I also mentioned a guy named Jack Mackenroth, who I think is a wonderful role model for HIV-positive men. He's proud of his body and shows it off pretty much all the time. That's a great way to de-stygmatize the disease; to show we no longer need to hide our bodies or feel ashamed of ourselves. We've come a long way. It's a celebration of life, of conquering a disease we once thought would conquer us. He's been at the forefront of that movement, and I applaud him.
Mackenroth (below) wrote me to tell me it was a huge insult and that I was a horrible writer. To each his own. He was offended that I mentioned his constant state of undress in magazines and online. Then he instructed me to remove him from the column.
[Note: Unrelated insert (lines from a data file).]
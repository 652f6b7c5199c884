//! Command line argument parsing for the narrative CLI using clap.

use clap::{Args, Parser, Subcommand, ValueEnum};
use serde::{Deserialize, Serialize};
use std::path::PathBuf;

use crate::analysis::pipeline::PipelineConfig;
use crate::analytics::topic::TopicModelType;
use crate::config::AnalysisConfig;
use crate::error::Result;

/// narrative - Text analytics for documents
#[derive(Parser, Debug, Clone)]
#[command(name = "narrative")]
#[command(about = "Text processing, sentiment, topics, keywords and summaries for documents")]
#[command(version = env!("CARGO_PKG_VERSION"))]
#[command(long_about = None)]
pub struct NarrativeArgs {
    /// Verbosity level (0=quiet, 1=normal, 2=verbose, 3=debug)
    #[arg(short, long, action = clap::ArgAction::Count, global = true)]
    pub verbose: u8,

    /// Quiet mode (overrides verbose)
    #[arg(short, long, global = true)]
    pub quiet: bool,

    /// Output format
    #[arg(short = 'f', long = "format", default_value = "human", global = true)]
    pub output_format: OutputFormat,

    /// Pretty-print JSON output
    #[arg(long, global = true)]
    pub pretty: bool,

    /// Subcommand to execute
    #[command(subcommand)]
    pub command: Command,
}

impl NarrativeArgs {
    /// Get the effective verbosity level
    pub fn verbosity(&self) -> u8 {
        if self.quiet {
            0
        } else {
            match self.verbose {
                0 => 1, // Default to normal
                n => n,
            }
        }
    }
}

/// Available CLI commands
#[derive(Subcommand, Debug, Clone)]
pub enum Command {
    /// Run the full analysis and print the report
    Analyze(AnalyzeArgs),

    /// Run only the text pipeline and print the processed text
    Process(ProcessArgs),
}

/// Where the document text comes from. Standard input when neither is given.
#[derive(Args, Debug, Clone, Default)]
pub struct InputArgs {
    /// Document file (.txt or .csv)
    #[arg(value_name = "FILE", conflicts_with = "text")]
    pub file: Option<PathBuf>,

    /// Analyze this text instead of a file
    #[arg(long)]
    pub text: Option<String>,
}

/// Pipeline stage switches.
#[derive(Args, Debug, Clone, Default)]
pub struct PipelineArgs {
    /// Keep whitespace as is
    #[arg(long)]
    pub no_remove_space: bool,

    /// Keep special characters
    #[arg(long)]
    pub no_remove_special: bool,

    /// Keep stop words
    #[arg(long)]
    pub no_stopwords: bool,

    /// Apply stemming
    #[arg(long)]
    pub stem: bool,

    /// Apply lemmatization
    #[arg(long)]
    pub lemma: bool,
}

impl PipelineArgs {
    /// Apply the switches that were given on top of `config`.
    pub fn apply(&self, config: &mut PipelineConfig) {
        if self.no_remove_space {
            config.remove_space = false;
        }
        if self.no_remove_special {
            config.remove_special = false;
        }
        if self.no_stopwords {
            config.stopword_flag = false;
        }
        if self.stem {
            config.stem_flag = true;
        }
        if self.lemma {
            config.lemma_flag = true;
        }
    }
}

/// Arguments for the full analysis
#[derive(Parser, Debug, Clone)]
pub struct AnalyzeArgs {
    #[command(flatten)]
    pub input: InputArgs,

    #[command(flatten)]
    pub pipeline: PipelineArgs,

    /// Number of topics to extract
    #[arg(long, value_name = "N")]
    pub topics: Option<usize>,

    /// Topic model
    #[arg(long, value_name = "MODEL")]
    pub model: Option<TopicModelType>,

    /// Number of keywords to report
    #[arg(long, value_name = "N")]
    pub top_n: Option<usize>,

    /// Number of summary sentences
    #[arg(long, value_name = "N")]
    pub sentences: Option<usize>,

    /// Configuration file (JSON)
    #[arg(short, long, value_name = "CONFIG_FILE")]
    pub config: Option<PathBuf>,
}

impl AnalyzeArgs {
    /// Load the config file, if any, and apply command line overrides.
    pub fn resolve_config(&self) -> Result<AnalysisConfig> {
        let mut config = load_config(self.config.as_ref())?;
        self.pipeline.apply(&mut config.pipeline);
        if let Some(topics) = self.topics {
            config.topics.num_topics = topics;
        }
        if let Some(model) = self.model {
            config.topics.model_type = model;
        }
        if let Some(top_n) = self.top_n {
            config.keywords.top_n = top_n;
        }
        if let Some(sentences) = self.sentences {
            config.summary.sentence_count = sentences;
        }
        config.validate()?;
        Ok(config)
    }
}

/// Arguments for running only the pipeline
#[derive(Parser, Debug, Clone)]
pub struct ProcessArgs {
    #[command(flatten)]
    pub input: InputArgs,

    #[command(flatten)]
    pub pipeline: PipelineArgs,

    /// Configuration file (JSON)
    #[arg(short, long, value_name = "CONFIG_FILE")]
    pub config: Option<PathBuf>,
}

impl ProcessArgs {
    /// Load the config file, if any, and apply the pipeline switches.
    pub fn resolve_config(&self) -> Result<AnalysisConfig> {
        let mut config = load_config(self.config.as_ref())?;
        self.pipeline.apply(&mut config.pipeline);
        Ok(config)
    }
}

fn load_config(path: Option<&PathBuf>) -> Result<AnalysisConfig> {
    match path {
        Some(path) => AnalysisConfig::from_file(path),
        None => Ok(AnalysisConfig::default()),
    }
}

/// Output formats for CLI
#[derive(ValueEnum, Debug, Clone, Copy, PartialEq, Eq, Serialize, Deserialize)]
#[serde(rename_all = "lowercase")]
pub enum OutputFormat {
    /// Human-readable output
    Human,
    /// JSON output
    Json,
}

#[cfg(test)]
mod tests {
    use super::*;
    use clap::Parser;

    #[test]
    fn test_analyze_command() {
        let args = NarrativeArgs::try_parse_from([
            "narrative",
            "analyze",
            "report.txt",
            "--topics",
            "3",
            "--model",
            "nmf",
            "--stem",
            "--no-stopwords",
        ])
        .unwrap();

        if let Command::Analyze(analyze_args) = args.command {
            assert_eq!(analyze_args.input.file, Some(PathBuf::from("report.txt")));
            let config = analyze_args.resolve_config().unwrap();
            assert_eq!(config.topics.num_topics, 3);
            assert_eq!(config.topics.model_type, TopicModelType::Nmf);
            assert!(config.pipeline.stem_flag);
            assert!(!config.pipeline.stopword_flag);
            assert!(config.pipeline.remove_space);
        } else {
            panic!("Expected Analyze command");
        }
    }

    #[test]
    fn test_process_command_with_text() {
        let args = NarrativeArgs::try_parse_from([
            "narrative",
            "process",
            "--text",
            "Hello world",
            "--lemma",
            "--no-remove-special",
        ])
        .unwrap();

        if let Command::Process(process_args) = args.command {
            assert_eq!(process_args.input.text.as_deref(), Some("Hello world"));
            assert!(process_args.input.file.is_none());
            let config = process_args.resolve_config().unwrap();
            assert!(config.pipeline.lemma_flag);
            assert!(!config.pipeline.remove_special);
        } else {
            panic!("Expected Process command");
        }
    }

    #[test]
    fn test_file_and_text_conflict() {
        let result =
            NarrativeArgs::try_parse_from(["narrative", "process", "a.txt", "--text", "hello"]);
        assert!(result.is_err());
    }

    #[test]
    fn test_zero_topics_is_rejected() {
        let args =
            NarrativeArgs::try_parse_from(["narrative", "analyze", "--text", "x", "--topics", "0"])
                .unwrap();
        if let Command::Analyze(analyze_args) = args.command {
            assert!(analyze_args.resolve_config().is_err());
        } else {
            panic!("Expected Analyze command");
        }
    }

    #[test]
    fn test_output_format_and_verbosity() {
        let args =
            NarrativeArgs::try_parse_from(["narrative", "--format", "json", "process", "--text", "x"])
                .unwrap();
        assert_eq!(args.output_format, OutputFormat::Json);
        assert_eq!(args.verbosity(), 1);

        let args = NarrativeArgs::try_parse_from(["narrative", "-vv", "process"]).unwrap();
        assert_eq!(args.verbosity(), 2);

        let args = NarrativeArgs::try_parse_from(["narrative", "-q", "-v", "process"]).unwrap();
        assert_eq!(args.verbosity(), 0);
    }
}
Mackenroth is not my boss or my editor or my friend and I've never met him. Columnists are not paid to write puff pieces subject to the approval of celebrities' whims. There was no interview beforehand nor did there need to be.
When you are a columnist or journalist, or in the business of writing, you need to be thick-skinned in regards to your audience. I've written what I thought were Valentine's to people, who later told me they didn't approve. (I've also written articles that have received high praise from the subjects.) Point is, you can't live by what others say--that's not our job as writers. Our job is to tell our truths as best as we can, and let others judge. As someone once said, "Never criticize your own work; plenty of other people will be thrilled to do it for you."
My mom reads everything I write, and I often cringe at the thought that she might be going over a graph in which I discuss sex. But I can't censor myself for my mom, or for anyone else. I write from the heart, good or bad. I strongly encourage others to do the same.